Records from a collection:
· · · · ·

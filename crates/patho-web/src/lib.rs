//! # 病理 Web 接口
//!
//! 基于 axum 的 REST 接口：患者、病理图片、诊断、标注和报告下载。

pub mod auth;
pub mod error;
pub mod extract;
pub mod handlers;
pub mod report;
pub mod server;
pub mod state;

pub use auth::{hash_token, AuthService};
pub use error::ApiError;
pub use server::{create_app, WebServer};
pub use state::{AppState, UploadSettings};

· · · · ·

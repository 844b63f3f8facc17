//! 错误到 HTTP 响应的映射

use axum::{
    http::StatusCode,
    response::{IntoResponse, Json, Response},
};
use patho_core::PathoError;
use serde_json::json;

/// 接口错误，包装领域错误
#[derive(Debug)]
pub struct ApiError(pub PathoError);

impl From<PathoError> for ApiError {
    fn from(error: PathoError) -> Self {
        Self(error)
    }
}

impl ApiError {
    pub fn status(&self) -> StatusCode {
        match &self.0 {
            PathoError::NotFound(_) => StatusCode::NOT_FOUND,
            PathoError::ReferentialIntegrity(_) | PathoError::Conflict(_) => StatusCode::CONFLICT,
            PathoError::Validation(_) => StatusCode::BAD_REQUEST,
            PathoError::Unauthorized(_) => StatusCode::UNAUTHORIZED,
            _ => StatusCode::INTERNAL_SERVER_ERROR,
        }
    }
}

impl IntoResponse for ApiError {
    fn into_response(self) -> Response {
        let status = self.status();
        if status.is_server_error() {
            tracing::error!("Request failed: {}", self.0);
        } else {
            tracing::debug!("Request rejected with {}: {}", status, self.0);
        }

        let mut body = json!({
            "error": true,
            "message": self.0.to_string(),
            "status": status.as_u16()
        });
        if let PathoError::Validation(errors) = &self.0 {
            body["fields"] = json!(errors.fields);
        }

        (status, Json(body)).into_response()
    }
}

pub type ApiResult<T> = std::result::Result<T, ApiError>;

· · · · ·

• **WORK INSTRUCTIONS**: Once you find the line with "let status = self.status();" in the entries above, output it and each line after it up to and including the line with "pub type ApiResult<T>", and nothing else.

• **EXERCISE ANSWER**:
        let status = self.status();
        if status.is_server_error() {
            tracing::error!("Request failed: {}", self.0);
        } else {
            tracing::debug!("Request rejected with {}: {}", status, self.0);
        }

        let mut body = json!({
            "error": true,
            "message": self.0.to_string(),
            "status": status.as_u16()
        });
        if let PathoError::Validation(errors) = &self.0 {
            body["fields"] = json!(errors.fields);
        }

        (status, Json(body)).into_response()
    }
}

pub type ApiResult<T> = std::result::Result<T, ApiError>;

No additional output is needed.